TASK DIRECTIONS:
Using the data below, copy out all lines with the word "invalid".

········

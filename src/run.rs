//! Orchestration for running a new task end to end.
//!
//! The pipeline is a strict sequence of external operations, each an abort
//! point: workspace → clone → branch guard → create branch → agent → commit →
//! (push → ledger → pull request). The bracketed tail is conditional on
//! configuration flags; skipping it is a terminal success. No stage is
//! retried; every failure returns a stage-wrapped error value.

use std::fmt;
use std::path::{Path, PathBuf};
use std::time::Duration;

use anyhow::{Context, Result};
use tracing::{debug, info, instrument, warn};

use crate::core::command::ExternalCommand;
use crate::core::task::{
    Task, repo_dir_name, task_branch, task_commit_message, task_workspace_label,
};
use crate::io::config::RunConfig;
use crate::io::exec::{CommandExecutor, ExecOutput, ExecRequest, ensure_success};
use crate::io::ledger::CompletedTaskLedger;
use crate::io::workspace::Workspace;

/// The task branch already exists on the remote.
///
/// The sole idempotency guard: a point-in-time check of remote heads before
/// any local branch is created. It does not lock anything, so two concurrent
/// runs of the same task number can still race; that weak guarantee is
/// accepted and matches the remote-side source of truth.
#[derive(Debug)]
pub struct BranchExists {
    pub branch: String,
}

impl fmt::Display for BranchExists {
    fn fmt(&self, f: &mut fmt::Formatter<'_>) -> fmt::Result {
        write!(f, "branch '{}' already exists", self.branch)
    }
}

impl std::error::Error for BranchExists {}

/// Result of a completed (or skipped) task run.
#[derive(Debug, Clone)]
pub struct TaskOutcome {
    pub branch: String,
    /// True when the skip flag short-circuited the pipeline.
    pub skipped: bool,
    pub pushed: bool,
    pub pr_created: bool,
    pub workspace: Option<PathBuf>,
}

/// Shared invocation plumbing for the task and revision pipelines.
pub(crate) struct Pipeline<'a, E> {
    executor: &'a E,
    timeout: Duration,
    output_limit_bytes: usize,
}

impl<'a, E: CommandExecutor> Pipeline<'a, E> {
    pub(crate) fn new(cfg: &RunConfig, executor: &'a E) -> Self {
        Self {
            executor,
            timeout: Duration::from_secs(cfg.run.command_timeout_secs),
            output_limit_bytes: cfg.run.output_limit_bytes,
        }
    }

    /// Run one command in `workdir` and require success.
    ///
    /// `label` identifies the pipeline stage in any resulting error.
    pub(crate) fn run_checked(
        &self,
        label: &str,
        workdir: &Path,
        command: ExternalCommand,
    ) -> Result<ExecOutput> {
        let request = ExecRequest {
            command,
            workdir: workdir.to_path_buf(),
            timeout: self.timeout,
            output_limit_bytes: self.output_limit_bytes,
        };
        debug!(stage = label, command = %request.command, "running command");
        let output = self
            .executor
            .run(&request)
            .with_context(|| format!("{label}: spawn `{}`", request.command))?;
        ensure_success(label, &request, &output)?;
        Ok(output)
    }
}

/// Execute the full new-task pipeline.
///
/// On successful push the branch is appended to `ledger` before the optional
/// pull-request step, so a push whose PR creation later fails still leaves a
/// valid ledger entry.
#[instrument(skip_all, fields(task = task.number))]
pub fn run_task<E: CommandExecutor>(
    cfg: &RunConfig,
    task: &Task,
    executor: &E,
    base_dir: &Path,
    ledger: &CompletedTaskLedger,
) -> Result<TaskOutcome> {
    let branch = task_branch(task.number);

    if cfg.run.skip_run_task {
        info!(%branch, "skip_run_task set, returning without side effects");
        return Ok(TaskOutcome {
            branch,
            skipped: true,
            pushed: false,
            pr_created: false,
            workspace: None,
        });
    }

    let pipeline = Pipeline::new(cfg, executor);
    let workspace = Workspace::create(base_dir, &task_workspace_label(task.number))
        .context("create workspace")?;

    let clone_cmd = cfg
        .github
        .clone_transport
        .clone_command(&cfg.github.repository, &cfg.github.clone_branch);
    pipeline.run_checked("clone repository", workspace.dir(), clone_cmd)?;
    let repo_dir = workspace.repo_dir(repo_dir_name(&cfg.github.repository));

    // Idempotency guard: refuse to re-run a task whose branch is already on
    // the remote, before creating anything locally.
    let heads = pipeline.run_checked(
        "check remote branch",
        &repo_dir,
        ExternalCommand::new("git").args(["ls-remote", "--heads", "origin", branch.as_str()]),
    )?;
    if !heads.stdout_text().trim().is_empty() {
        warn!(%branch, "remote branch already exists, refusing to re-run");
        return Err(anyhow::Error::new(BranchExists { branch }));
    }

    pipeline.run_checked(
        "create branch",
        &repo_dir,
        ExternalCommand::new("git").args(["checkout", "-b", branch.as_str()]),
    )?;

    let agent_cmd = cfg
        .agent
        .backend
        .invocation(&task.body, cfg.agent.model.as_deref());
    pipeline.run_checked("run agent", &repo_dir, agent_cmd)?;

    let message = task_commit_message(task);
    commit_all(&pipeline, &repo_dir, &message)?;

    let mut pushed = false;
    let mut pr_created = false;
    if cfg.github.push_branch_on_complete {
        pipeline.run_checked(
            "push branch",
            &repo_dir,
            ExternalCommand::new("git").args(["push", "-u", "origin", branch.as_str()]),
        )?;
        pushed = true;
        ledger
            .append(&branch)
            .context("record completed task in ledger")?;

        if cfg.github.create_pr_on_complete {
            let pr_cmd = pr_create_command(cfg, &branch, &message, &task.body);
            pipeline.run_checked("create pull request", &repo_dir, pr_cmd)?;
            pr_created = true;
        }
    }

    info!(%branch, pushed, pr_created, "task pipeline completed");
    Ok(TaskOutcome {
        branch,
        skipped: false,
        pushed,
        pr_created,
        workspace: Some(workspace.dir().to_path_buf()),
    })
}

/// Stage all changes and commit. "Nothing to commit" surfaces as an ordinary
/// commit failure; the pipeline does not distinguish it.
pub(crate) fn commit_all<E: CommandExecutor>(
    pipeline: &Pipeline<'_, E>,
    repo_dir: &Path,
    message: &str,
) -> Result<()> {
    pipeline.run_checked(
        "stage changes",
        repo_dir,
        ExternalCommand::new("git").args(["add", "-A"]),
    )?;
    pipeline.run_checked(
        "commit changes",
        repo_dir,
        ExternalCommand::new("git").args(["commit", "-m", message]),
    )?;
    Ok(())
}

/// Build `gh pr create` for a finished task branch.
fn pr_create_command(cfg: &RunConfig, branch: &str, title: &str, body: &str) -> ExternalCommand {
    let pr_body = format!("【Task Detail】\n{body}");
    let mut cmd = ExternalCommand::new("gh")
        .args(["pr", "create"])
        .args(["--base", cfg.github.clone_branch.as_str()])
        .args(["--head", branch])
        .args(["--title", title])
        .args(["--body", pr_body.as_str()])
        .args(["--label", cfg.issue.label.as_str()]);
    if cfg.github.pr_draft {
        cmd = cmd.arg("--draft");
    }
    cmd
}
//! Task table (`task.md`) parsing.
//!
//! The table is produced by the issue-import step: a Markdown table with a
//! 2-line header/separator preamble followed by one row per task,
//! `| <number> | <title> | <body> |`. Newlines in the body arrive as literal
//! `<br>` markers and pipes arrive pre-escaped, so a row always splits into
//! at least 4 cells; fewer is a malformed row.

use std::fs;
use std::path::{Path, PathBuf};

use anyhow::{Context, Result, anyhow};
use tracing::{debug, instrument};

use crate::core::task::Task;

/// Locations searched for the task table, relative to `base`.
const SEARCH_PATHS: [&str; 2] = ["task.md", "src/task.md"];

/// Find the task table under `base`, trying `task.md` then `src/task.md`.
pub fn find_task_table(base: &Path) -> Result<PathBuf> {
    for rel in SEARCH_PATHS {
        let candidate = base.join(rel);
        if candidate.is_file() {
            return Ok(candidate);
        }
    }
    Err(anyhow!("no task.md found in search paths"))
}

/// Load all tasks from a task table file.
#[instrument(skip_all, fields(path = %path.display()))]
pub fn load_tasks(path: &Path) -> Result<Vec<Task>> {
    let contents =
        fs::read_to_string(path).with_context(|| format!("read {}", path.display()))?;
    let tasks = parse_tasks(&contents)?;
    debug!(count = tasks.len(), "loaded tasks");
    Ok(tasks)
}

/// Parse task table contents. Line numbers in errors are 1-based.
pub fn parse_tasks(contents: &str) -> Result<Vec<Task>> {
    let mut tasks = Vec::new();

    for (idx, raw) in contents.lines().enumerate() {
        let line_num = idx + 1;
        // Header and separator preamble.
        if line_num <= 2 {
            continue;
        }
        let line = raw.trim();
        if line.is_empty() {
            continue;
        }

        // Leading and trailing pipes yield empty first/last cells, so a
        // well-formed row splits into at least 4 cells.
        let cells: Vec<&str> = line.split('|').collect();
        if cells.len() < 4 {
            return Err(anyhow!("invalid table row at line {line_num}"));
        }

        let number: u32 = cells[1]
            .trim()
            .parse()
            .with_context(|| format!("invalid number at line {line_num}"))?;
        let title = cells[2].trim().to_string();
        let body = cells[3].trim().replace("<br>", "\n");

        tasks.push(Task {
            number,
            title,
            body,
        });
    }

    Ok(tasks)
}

········

EXPECTED ANSWER:
            return Err(anyhow!("invalid table row at line {line_num}"));
            .with_context(|| format!("invalid number at line {line_num}"))?;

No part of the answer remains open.